Is there something obvious I’m doing wrong here? Sometimes crashes happen right away, and sometimes they can take up to 10 minutes to start happening.

Thanks!

Greg_Young1 · May 12, 2015, 8:00pm

OS/ES version?

Ben_Salem · May 12, 2015, 8:23pm

We’re currently running CoreOS 607.0.0!

Ben_Salem · May 12, 2015, 8:24pm

Oh. And ES 3.0.3. Sent a bit too fast there.

Greg_Young1 · May 12, 2015, 8:52pm

You are getting I am guessing a sigv (not included). Basically from
the stack trace malloc is failing ... This is nothing to do with our
code but due to library mismatches/code mismatches/very low level GC
bugs etc (which are normally not platform dependent). My guess would
be a glibc mismatch or whatever the issue we have been seeing between
ubuntu 14.04 and 14.10 (e.g. something mismatches and causes
stack/heap corruption). I would also guess the issue is not happening
in the same place every time?

Greg_Young1 · May 12, 2015, 9:56pm

there are many running 14.10 without issue as far as I know that looks
like the typical 14.04 issue (its stack corruption)

Glenn_Goodrich · May 13, 2015, 1:23pm

Hey Ben,

Are you running the 3 containers on one Docker host or 1 each on 3 different hosts? I am trying to get up cluster with Docker, but the IP address thing is clumsy. I can manually create 3 containers and grab the IPs, then get the cluster up… but the web interface gives a "

Bad Request (Invalid host)" error and I see some errors in the logs about “Parameter name: driveName”.

I don’t mean to hijack the thread, but I’d love any advice on getting an ES cluster up with Docker.

Glenn

Greg_Young1 · May 13, 2015, 1:26pm

"but the web interface gives a bar request invalid host" you most
likely are missing a http-prefix.

"Parameter name: driveName": a full log message would help

Ben_Salem · May 13, 2015, 4:56pm

I got my issue fixed!

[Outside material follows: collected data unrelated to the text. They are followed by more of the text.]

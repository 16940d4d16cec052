//! State enumerations of the abstract printer contract.

use parse_display::{Display, FromStr};
use serde::{Deserialize, Serialize};

/// State of the gcode interpreter.
///
/// Every concrete device state maps to exactly one of these; device states
/// an adapter cannot classify map to [GcodeState::Unknown], never to an
/// error.
#[derive(Clone, Copy, Debug, Default, PartialEq, Eq, Serialize, Deserialize, Display, FromStr)]
#[serde(rename_all = "UPPERCASE")]
#[display(style = "UPPERCASE")]
pub enum GcodeState {
    /// No job loaded.
    Idle,
    /// Getting ready to execute a job.
    Prepare,
    /// Executing gcode.
    Running,
    /// Execution paused mid-job.
    Pause,
    /// Job ran to completion.
    Finish,
    /// Job ended abnormally.
    Failed,
    /// State cannot be determined.
    #[default]
    Unknown,
}

/// Coarse print activity of the machine.
#[derive(Clone, Copy, Debug, Default, PartialEq, Eq, Serialize, Deserialize, Display, FromStr)]
#[serde(rename_all = "SCREAMING_SNAKE_CASE")]
#[display(style = "SNAKE_CASE")]
pub enum PrintState {
    /// A print is in progress.
    Printing,
    /// A print is paused by the user.
    PausedUser,
    /// Nothing is printing.
    Idle,
    /// Activity cannot be determined.
    #[default]
    Unknown,
}

#[cfg(test)]
mod tests {
    use super::*;

    #[test]
    fn test_wire_text() {
        assert_eq!(GcodeState::Running.to_string(), "RUNNING");
        assert_eq!(PrintState::PausedUser.to_string(), "PAUSED_USER");
        assert_eq!("FAILED".parse::<GcodeState>().unwrap(), GcodeState::Failed);
        assert_eq!("PRINTING".parse::<PrintState>().unwrap(), PrintState::Printing);
    }

    #[test]
    fn test_defaults_are_unknown() {
        assert_eq!(GcodeState::default(), GcodeState::Unknown);
        assert_eq!(PrintState::default(), PrintState::Unknown);
    }
}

Hilariously, it wasn’t an Ubuntu issue at all. Eventstore seems to just be totally incompatible with Coreos 607.0.0 - upgrading to latest CoreOS fixed everything!

Glenn_Goodrich · May 13, 2015, 7:07pm

So, that did it. Adding the http-prefix, I was able to get to the web interface.

So, Ben, are you across multiple machines? I am trying to figure out how I would deploy an ES cluster on something like EC2 Container Service. I have to know all the ip addresses ahead of time, which is problematic (I think)

Any thoughts? Am I making this too hard?

Ben_Salem · May 13, 2015, 7:25pm

Yeah, we’re currently running across multiple instances - what we’re looking to do eventually, rather than having to know all of the IPs ahead of time, is use the DNS discovery flag, and just have each node register as they come up, so we can have them automatically find each other. I haven’t gotten to that point of the setup yet - trying to make sure our prototype works end-to-end with the hardcoded IPs first, but that’ll be the next step.